Go line by line through the entries below and copy those containing the string "ChangeLogPoller".

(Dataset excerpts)

- Opening Delimiter -

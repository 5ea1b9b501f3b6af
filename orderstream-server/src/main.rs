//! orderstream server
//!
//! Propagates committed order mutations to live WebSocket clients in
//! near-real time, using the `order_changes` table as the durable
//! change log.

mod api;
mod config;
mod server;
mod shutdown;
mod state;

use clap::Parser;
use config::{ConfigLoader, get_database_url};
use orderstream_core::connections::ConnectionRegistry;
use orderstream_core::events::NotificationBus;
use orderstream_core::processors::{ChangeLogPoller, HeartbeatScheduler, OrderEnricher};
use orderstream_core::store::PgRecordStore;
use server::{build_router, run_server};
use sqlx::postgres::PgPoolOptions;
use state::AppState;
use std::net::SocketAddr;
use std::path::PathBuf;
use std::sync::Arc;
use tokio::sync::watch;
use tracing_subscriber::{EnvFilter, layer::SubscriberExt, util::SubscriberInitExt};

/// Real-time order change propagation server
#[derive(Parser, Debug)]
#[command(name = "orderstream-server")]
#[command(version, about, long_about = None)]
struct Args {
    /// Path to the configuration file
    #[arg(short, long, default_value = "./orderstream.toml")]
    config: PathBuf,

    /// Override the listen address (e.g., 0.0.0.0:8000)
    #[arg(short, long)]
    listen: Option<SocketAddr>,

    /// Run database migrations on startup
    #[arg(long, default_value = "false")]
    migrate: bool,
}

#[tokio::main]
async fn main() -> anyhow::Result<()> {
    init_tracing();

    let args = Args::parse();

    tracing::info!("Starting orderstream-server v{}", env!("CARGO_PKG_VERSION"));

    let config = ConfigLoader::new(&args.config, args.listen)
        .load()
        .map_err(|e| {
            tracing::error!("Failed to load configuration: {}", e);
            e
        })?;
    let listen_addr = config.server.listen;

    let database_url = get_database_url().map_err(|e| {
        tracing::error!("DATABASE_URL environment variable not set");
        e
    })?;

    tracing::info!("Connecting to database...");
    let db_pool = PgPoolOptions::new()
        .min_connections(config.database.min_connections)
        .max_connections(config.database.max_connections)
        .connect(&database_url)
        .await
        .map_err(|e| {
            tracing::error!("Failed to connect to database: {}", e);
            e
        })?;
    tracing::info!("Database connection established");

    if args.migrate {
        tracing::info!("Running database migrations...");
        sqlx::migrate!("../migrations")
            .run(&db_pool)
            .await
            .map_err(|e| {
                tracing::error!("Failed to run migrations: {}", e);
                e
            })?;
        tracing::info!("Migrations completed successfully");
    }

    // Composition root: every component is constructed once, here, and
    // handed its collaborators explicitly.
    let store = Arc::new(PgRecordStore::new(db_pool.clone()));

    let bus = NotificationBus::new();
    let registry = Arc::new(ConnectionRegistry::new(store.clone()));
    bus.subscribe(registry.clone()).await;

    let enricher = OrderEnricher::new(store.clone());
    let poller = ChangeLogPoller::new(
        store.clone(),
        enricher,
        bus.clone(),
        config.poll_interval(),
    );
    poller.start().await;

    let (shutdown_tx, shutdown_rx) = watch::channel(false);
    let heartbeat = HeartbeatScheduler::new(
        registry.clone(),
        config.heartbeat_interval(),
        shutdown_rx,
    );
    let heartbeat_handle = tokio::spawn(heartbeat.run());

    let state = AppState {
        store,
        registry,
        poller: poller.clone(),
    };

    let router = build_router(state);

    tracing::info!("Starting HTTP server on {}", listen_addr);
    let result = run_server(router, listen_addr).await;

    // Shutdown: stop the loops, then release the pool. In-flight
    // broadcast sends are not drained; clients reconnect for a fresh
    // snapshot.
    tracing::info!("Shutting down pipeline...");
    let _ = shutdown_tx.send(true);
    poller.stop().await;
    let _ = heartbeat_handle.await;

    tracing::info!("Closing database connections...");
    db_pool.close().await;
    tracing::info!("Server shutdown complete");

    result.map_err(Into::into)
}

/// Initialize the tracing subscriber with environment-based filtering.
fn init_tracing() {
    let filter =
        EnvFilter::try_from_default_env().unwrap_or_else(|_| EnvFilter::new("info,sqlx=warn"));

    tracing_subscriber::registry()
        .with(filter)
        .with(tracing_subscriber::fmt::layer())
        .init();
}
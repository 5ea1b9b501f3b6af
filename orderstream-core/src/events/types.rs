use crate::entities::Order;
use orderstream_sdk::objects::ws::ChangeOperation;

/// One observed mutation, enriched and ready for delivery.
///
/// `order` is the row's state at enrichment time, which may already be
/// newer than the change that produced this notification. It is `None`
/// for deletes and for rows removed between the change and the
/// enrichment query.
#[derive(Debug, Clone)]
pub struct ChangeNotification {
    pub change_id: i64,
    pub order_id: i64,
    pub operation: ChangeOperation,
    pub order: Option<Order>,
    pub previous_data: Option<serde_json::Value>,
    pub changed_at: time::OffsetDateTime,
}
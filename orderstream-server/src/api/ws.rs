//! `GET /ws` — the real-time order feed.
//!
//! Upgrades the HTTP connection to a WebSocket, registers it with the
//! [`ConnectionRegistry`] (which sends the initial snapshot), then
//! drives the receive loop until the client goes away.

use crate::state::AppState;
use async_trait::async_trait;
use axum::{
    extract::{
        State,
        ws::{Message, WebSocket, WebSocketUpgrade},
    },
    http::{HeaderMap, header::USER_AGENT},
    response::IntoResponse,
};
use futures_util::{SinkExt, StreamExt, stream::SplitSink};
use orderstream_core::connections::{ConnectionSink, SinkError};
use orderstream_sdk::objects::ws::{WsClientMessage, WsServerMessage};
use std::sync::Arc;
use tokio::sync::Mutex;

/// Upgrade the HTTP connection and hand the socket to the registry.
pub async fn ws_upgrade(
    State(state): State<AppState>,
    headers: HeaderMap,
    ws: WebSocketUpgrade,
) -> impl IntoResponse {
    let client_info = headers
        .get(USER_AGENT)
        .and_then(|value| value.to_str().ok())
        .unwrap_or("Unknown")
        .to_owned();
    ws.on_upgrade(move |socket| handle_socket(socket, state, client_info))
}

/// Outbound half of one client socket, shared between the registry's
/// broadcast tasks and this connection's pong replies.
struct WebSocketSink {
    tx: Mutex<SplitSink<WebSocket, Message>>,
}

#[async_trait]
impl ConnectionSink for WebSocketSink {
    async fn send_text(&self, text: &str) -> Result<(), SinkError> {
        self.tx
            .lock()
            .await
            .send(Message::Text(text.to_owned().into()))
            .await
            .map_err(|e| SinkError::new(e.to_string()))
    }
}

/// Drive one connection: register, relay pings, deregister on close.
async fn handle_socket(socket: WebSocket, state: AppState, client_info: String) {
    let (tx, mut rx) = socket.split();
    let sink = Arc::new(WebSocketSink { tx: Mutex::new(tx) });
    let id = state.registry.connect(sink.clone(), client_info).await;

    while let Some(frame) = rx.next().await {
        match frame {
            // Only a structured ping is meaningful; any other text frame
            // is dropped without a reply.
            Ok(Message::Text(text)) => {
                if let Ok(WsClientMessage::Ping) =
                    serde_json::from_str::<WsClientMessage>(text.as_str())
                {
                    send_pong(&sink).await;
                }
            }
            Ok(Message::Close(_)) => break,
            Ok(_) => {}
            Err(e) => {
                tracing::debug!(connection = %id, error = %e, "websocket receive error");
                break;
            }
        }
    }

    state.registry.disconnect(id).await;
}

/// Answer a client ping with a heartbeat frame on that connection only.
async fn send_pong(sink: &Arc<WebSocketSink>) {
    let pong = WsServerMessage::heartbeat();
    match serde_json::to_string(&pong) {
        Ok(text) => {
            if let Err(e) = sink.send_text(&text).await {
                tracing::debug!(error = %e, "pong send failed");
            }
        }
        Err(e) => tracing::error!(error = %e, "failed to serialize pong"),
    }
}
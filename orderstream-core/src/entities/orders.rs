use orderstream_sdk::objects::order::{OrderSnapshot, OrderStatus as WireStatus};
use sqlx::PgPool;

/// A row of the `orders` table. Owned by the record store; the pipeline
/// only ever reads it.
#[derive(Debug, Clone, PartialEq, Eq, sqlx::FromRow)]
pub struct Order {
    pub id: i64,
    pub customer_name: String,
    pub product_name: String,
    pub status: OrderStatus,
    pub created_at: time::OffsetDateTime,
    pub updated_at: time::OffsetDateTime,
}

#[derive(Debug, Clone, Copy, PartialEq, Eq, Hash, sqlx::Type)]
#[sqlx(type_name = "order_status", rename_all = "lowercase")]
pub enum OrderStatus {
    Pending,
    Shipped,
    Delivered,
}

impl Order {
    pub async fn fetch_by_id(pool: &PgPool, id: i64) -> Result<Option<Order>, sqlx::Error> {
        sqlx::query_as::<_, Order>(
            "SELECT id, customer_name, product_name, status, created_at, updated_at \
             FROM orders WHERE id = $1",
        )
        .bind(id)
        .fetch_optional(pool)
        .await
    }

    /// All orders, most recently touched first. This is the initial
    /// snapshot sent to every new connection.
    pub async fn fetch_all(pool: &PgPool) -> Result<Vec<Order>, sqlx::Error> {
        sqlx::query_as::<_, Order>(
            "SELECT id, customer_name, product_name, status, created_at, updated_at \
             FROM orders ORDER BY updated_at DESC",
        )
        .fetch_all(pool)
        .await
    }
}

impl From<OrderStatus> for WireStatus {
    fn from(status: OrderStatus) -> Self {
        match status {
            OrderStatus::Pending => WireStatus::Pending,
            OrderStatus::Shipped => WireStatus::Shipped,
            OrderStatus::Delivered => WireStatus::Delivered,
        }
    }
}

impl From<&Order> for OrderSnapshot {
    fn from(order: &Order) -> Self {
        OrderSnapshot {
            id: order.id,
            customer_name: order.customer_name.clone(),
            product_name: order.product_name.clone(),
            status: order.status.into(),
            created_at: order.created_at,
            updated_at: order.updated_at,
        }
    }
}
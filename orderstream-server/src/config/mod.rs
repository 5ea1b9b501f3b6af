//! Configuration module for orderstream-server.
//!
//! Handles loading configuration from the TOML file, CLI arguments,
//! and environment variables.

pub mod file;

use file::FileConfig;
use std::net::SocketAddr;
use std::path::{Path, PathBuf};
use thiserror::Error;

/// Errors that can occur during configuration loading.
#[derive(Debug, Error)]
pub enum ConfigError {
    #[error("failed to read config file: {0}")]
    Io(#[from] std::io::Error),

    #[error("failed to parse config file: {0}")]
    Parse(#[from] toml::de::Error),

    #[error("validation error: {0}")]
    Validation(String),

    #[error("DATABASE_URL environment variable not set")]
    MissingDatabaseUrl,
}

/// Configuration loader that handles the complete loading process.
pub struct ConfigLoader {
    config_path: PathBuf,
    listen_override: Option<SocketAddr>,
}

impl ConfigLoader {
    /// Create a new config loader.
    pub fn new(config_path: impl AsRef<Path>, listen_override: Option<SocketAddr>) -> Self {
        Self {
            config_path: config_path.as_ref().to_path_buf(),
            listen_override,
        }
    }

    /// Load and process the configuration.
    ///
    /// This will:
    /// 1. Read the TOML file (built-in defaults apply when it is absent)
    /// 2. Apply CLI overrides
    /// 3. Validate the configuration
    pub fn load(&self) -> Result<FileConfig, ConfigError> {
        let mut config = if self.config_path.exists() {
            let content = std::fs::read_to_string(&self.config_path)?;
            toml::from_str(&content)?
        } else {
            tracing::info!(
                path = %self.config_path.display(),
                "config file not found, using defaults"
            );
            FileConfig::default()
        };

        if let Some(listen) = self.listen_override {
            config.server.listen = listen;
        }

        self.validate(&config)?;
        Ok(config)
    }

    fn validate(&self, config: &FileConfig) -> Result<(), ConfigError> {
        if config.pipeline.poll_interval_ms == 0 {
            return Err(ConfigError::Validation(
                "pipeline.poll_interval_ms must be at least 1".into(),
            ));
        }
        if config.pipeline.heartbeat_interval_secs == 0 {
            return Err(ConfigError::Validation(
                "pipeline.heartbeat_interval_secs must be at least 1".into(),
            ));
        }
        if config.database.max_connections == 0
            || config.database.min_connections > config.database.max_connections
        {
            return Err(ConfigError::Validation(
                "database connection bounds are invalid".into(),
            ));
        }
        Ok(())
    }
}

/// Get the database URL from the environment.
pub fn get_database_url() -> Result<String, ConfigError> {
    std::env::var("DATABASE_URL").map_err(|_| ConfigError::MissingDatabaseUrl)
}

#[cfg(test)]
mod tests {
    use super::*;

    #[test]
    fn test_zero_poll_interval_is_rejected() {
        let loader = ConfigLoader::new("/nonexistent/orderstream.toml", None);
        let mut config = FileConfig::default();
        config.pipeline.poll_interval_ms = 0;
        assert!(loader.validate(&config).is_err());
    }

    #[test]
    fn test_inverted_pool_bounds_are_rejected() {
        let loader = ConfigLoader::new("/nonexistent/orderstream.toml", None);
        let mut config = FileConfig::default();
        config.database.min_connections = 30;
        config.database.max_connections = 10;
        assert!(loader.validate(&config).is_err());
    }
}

- Closing Delimiter -

(Exercise output)
use orderstream_core::processors::{ChangeLogPoller, HeartbeatScheduler, OrderEnricher};
    let poller = ChangeLogPoller::new(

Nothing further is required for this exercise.